The village where I live reached its tipping point years ago. Every shop has gone because people stopped shopping there. Four of the eight houses I call my immediate neighbours are only used at weekends, and not every weekend at that.
The pub was bought by people who told anyone who came in that they’d bought it for the land it came with so they could build four houses and sell them, so they didn’t need any customers. They got the second part of their wish but as the land included the village pond the planning permission never happened. If you like quiet pubs you’d like this one. There is still a garage in the village, selling petrol at 5p a litre more than anywhere else in fuel-hungry and expensive Suffolk, because there aren’t many customers.
The bus to the nearest town runs twice a day and a trip to Woodbridge and back, just eighteen miles, would take over three and a half hours. True, the garage also sells a surprisingly large range of porn DVDs, especially odd considering the age of most of residents. The 1980s hairstyles on the covers probably give a guide to the date of the Last Big One in the village. In years to come maybe a post-apocalyptic Time Team presenter will sift through piles of twisted plastic in a field. Hold up “Fantastic Ferrari Babes” to the camera. Say “According to Carina, the Farah Flick motion this actress does with her hair dates this artefact to summer 1980. This is really exciting! Not (pause while thick-sounding-but-hugely-qualified-academic-archeologist guffaws in background on cue) because of the content! (laughter). We can now date this site to within a few years.”
But that might be all in the future. Last night I got home from visiting friends in time to go along to the midnight service on Christmas Eve. I stopped watching Holiday Inn, put down my drink and pulled a coat on at ten to twelve. I put the last few Christmas cards through the doors of the neighbours who were there and walked up the unlit street. We have massive Council Tax bills but we don’t have street lights here.
The church was unlit and empty. Then I remembered a couple of years ago the last time I went to church we’d had a note in the village newsletter saying that the midnight service was bit late for the old people who were the only ones who used the church, so maybe the Midnight Carols would be better at say just after teatime, no later than half past six.
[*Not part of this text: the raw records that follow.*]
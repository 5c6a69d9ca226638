//! Repository for the `events` table.

use sqlx::PgPool;
use warmline_core::types::DbId;

use crate::models::event::Event;

/// Column list for `events` queries.
const COLUMNS: &str =
    "id, event_type, source_entity_type, source_entity_id, payload, created_at";

/// Provides read/write operations for durable platform events.
pub struct EventRepo;

impl EventRepo {
    /// Insert a new event row, returning the generated ID.
    pub async fn insert(
        pool: &PgPool,
        event_type: &str,
        source_entity_type: Option<&str>,
        source_entity_id: Option<DbId>,
        payload: &serde_json::Value,
    ) -> Result<DbId, sqlx::Error> {
        sqlx::query_scalar(
            "INSERT INTO events (event_type, source_entity_type, source_entity_id, payload) \
             VALUES ($1, $2, $3, $4) \
             RETURNING id",
        )
        .bind(event_type)
        .bind(source_entity_type)
        .bind(source_entity_id)
        .bind(payload)
        .fetch_one(pool)
        .await
    }

    /// List recent events ordered newest-first.
    pub async fn list_recent(
        pool: &PgPool,
        limit: i64,
        offset: i64,
    ) -> Result<Vec<Event>, sqlx::Error> {
        let query = format!(
            "SELECT {COLUMNS} FROM events ORDER BY created_at DESC, id DESC LIMIT $1 OFFSET $2"
        );
        sqlx::query_as::<_, Event>(&query)
            .bind(limit)
            .bind(offset)
            .fetch_all(pool)
            .await
    }
}
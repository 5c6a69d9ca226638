//! Campaign entity and DTOs.

use serde::{Deserialize, Serialize};
use sqlx::FromRow;
use warmline_core::types::{DbId, Timestamp};

/// A row from the `campaigns` table.
///
/// `recipients` holds the staged recipient list (an array of
/// [`CampaignRecipient`] values) between creation and start; once started,
/// the materialized `campaign_messages` rows are authoritative.
#[derive(Debug, Clone, FromRow, Serialize)]
pub struct Campaign {
    pub id: DbId,
    pub operator_id: DbId,
    pub name: String,
    pub sending_mode: String,
    pub instance_ids: Vec<DbId>,
    pub recipients: serde_json::Value,
    pub total_contacts: i32,
    pub sent: i32,
    pub delivered: i32,
    pub failed: i32,
    pub status: String,
    pub started_at: Option<Timestamp>,
    pub completed_at: Option<Timestamp>,
    pub created_at: Timestamp,
    pub updated_at: Timestamp,
}

/// One recipient of a bulk send.
#[derive(Debug, Clone, Serialize, Deserialize)]
pub struct CampaignRecipient {
    pub phone: String,
    pub contact_name: Option<String>,
}

/// DTO for creating a draft campaign.
#[derive(Debug, Deserialize)]
pub struct CreateCampaign {
    pub operator_id: DbId,
    pub name: String,
    pub sending_mode: String,
    pub instance_ids: Vec<DbId>,
    pub recipients: Vec<CampaignRecipient>,
}
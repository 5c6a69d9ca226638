//! Pure domain logic for the warming & distribution scheduler.
//!
//! This crate has zero internal dependencies and performs no I/O, so it can
//! be used by the repository layer, the dispatch engine, and the API without
//! pulling in the async stack. Everything here is deterministic given its
//! inputs; randomness is always injected by the caller.

pub mod active_hours;
pub mod campaign;
pub mod distribution;
pub mod error;
pub mod progression;
pub mod schedule;
pub mod types;
pub mod warming_level;
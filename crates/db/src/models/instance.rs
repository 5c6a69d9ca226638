//! Sending instance entity.
//!
//! Instances are registered by an external provisioning flow; this core
//! reads them, checks their live connectivity through the gateway, and owns
//! exactly one column: `warming_level`.

use serde::{Deserialize, Serialize};
use sqlx::FromRow;
use warmline_core::types::{DbId, Timestamp};

/// A row from the `sending_instances` table.
#[derive(Debug, Clone, FromRow, Serialize)]
pub struct SendingInstance {
    pub id: DbId,
    pub operator_id: DbId,
    pub label: String,
    /// 1-5 reputation score, recomputed after every successful warming send.
    pub warming_level: i16,
    pub created_at: Timestamp,
    pub updated_at: Timestamp,
}

/// DTO for registering an instance.
#[derive(Debug, Deserialize)]
pub struct CreateSendingInstance {
    pub operator_id: DbId,
    pub label: String,
}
It’s never going to go back to being a living village. No-one is going to open a shop or provide any jobs or raise many children here. Whatever happens in the future in rural East Suffolk, none of that will be part of it. It’s over.
I turned and walked alone along the road from the church and turned down the medieval alley that leads to my house, went through the gate and across the lawn for one last check of the Chicken Tree. We have eleven chickens most days and twelve when the old hen reappears. Where she goes we never know.
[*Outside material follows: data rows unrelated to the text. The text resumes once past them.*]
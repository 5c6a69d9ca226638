//! Warming schedule entity: one per instance being warmed.

use chrono::NaiveDate;
use serde::Serialize;
use sqlx::FromRow;
use warmline_core::types::{DbId, Timestamp};

/// A row from the `warming_schedules` table.
///
/// `messages_target_today` is NULL until the dispatch cycle samples a target
/// for the current local calendar day; `target_date` records which day the
/// target belongs to so stale targets are resampled after rollover.
#[derive(Debug, Clone, FromRow, Serialize)]
pub struct WarmingSchedule {
    pub id: DbId,
    pub instance_id: DbId,
    pub current_day: i32,
    pub messages_sent_today: i32,
    pub messages_target_today: Option<i32>,
    pub target_date: Option<NaiveDate>,
    pub total_messages_sent: i64,
    pub total_messages_received: i64,
    pub status: String,
    pub last_activity_at: Option<Timestamp>,
    pub created_at: Timestamp,
    pub updated_at: Timestamp,
}
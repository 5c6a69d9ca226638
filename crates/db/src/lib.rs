//! Persistence layer: sqlx models and repositories for every scheduler
//! entity, plus pool construction and migration helpers.

pub mod models;
pub mod repositories;

use sqlx::postgres::PgPoolOptions;

pub type DbPool = sqlx::PgPool;

/// Create a connection pool from a database URL.
pub async fn create_pool(database_url: &str) -> Result<DbPool, sqlx::Error> {
    PgPoolOptions::new()
        .max_connections(20)
        .connect(database_url)
        .await
}

/// Cheap connectivity probe used by the health endpoint and at startup.
pub async fn health_check(pool: &DbPool) -> Result<(), sqlx::Error> {
    sqlx::query("SELECT 1").execute(pool).await?;
    Ok(())
}

/// Apply pending migrations from `db/migrations` at the workspace root.
pub async fn run_migrations(pool: &DbPool) -> Result<(), sqlx::migrate::MigrateError> {
    sqlx::migrate!("../../db/migrations").run(pool).await
}
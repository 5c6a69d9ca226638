//! HTTP client implementation of [`MessageGateway`].
//!
//! Talks to the gateway service's REST surface. Every request carries the
//! configured timeout; a timed-out call surfaces as a
//! [`GatewayError::Request`] and is treated by the engine as a failed
//! attempt, never retried.

use std::time::Duration;

use async_trait::async_trait;
use serde::Deserialize;
use warmline_core::types::DbId;

use crate::{GatewayError, MessageGateway, OutboundContent, SendOutcome};

/// Response body of `GET /instances/{id}/connection`.
#[derive(Debug, Deserialize)]
struct ConnectionStatus {
    connected: bool,
}

/// Response body of `GET /instances/{id}/identity`.
#[derive(Debug, Deserialize)]
struct BoundIdentity {
    phone: Option<String>,
}

/// HTTP client for the external messaging gateway.
pub struct HttpGateway {
    base_url: String,
    client: reqwest::Client,
}

impl HttpGateway {
    /// Build a client for the gateway at `base_url` with a per-request
    /// timeout.
    pub fn new(base_url: impl Into<String>, timeout: Duration) -> Result<Self, GatewayError> {
        let client = reqwest::Client::builder()
            .timeout(timeout)
            .build()
            .map_err(|e| GatewayError::Request(format!("Failed to build HTTP client: {e}")))?;
        Ok(Self {
            base_url: base_url.into().trim_end_matches('/').to_string(),
            client,
        })
    }

    fn url(&self, path: &str) -> String {
        format!("{}{path}", self.base_url)
    }
}

#[async_trait]
impl MessageGateway for HttpGateway {
    async fn is_connected(&self, instance_id: DbId) -> Result<bool, GatewayError> {
        let url = self.url(&format!("/instances/{instance_id}/connection"));
        let status: ConnectionStatus = self
            .client
            .get(&url)
            .send()
            .await
            .map_err(|e| GatewayError::Request(e.to_string()))?
            .error_for_status()
            .map_err(|e| GatewayError::Response(e.to_string()))?
            .json()
            .await
            .map_err(|e| GatewayError::Response(e.to_string()))?;
        Ok(status.connected)
    }

    async fn bound_phone_identity(
        &self,
        instance_id: DbId,
    ) -> Result<Option<String>, GatewayError> {
        let url = self.url(&format!("/instances/{instance_id}/identity"));
        let identity: BoundIdentity = self
            .client
            .get(&url)
            .send()
            .await
            .map_err(|e| GatewayError::Request(e.to_string()))?
            .error_for_status()
            .map_err(|e| GatewayError::Response(e.to_string()))?
            .json()
            .await
            .map_err(|e| GatewayError::Response(e.to_string()))?;
        Ok(identity.phone)
    }

    async fn send_message(
        &self,
        instance_id: DbId,
        phone: &str,
        content: &OutboundContent,
    ) -> Result<SendOutcome, GatewayError> {
        let url = self.url(&format!("/instances/{instance_id}/messages"));

        // Client-generated reference so the gateway can deduplicate if the
        // response is lost after the send went through.
        let client_ref = uuid::Uuid::new_v4().to_string();

        let body = serde_json::json!({
            "to": phone,
            "client_ref": client_ref,
            "content_type": content.content_type,
            "body": content.body,
            "media_url": content.media_url,
        });

        let outcome: SendOutcome = self
            .client
            .post(&url)
            .json(&body)
            .send()
            .await
            .map_err(|e| GatewayError::Request(e.to_string()))?
            .error_for_status()
            .map_err(|e| GatewayError::Response(e.to_string()))?
            .json()
            .await
            .map_err(|e| GatewayError::Response(e.to_string()))?;

        tracing::debug!(
            instance_id,
            to = %phone,
            success = outcome.success,
            "Gateway send completed"
        );

        Ok(outcome)
    }
}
Ten of the chickens lead by the cunning Light Sussex hen who hatched them and the tiny Polish cockerel who guarded them while they grew to four times his size decamped from the old coop and decided to live in a tree. The leylandii they chose looks a bit the worse for wear now, especially since the chickens have been joined by a flock of wild doves.
We have a story in my family. My mother and father visited my uncle Ken’s farm one Christmas before I was born. Just before midnight they went to the barn to see if the old tale was true, that the animals speak at midnight, remembering the stable they shared in Bethlehem.
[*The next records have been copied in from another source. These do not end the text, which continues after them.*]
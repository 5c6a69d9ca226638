//! Warming pair entity: a bilateral "we warm each other" link between two
//! instances of the same operator.

use serde::{Deserialize, Serialize};
use sqlx::FromRow;
use warmline_core::types::{DbId, Timestamp};

/// A row from the `warming_pairs` table.
#[derive(Debug, Clone, FromRow, Serialize)]
pub struct WarmingPair {
    pub id: DbId,
    pub instance_a_id: DbId,
    pub instance_b_id: DbId,
    pub is_active: bool,
    pub created_at: Timestamp,
}

impl WarmingPair {
    /// The other side of the pair, as seen from `instance_id`.
    pub fn counterpart_of(&self, instance_id: DbId) -> DbId {
        if self.instance_a_id == instance_id {
            self.instance_b_id
        } else {
            self.instance_a_id
        }
    }
}

/// DTO for linking two instances.
#[derive(Debug, Deserialize)]
pub struct CreateWarmingPair {
    pub instance_a_id: DbId,
    pub instance_b_id: DbId,
}
//! Domain model structs and DTOs.
//!
//! Each submodule contains:
//! - A `FromRow` + `Serialize` entity struct matching the database row
//! - `Deserialize` DTOs for the write paths that need them

pub mod campaign;
pub mod campaign_message;
pub mod event;
pub mod instance;
pub mod warming_activity;
pub mod warming_contact;
pub mod warming_content;
pub mod warming_pair;
pub mod warming_pool;
pub mod warming_schedule;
I shone a torch on the chickens I could see. You can never see all ten of them in the tree, but they’re there. Some of them had their heads curled under their wings but most looked steadily back at the torch beam, eyes wide open and unblinking.
I shone the beam away so as not to dazzle them but one or two began to shuffle on the branches they were perched on. One or two others began a curious clicking sound. Or something did. It wasn’t a noise I’ve ever heard chickens make before. Then one of the cockerels woke up properly, raised his head and crowed, just a few minutes into Christmas morning.
When I went to feed them at eight there was my Christmas gift under the tree, two small eggs for breakfast. Do the animals speak on Christmas night? What sort of question is that? Of course they do. No-one ever said they have to speak with a human voice.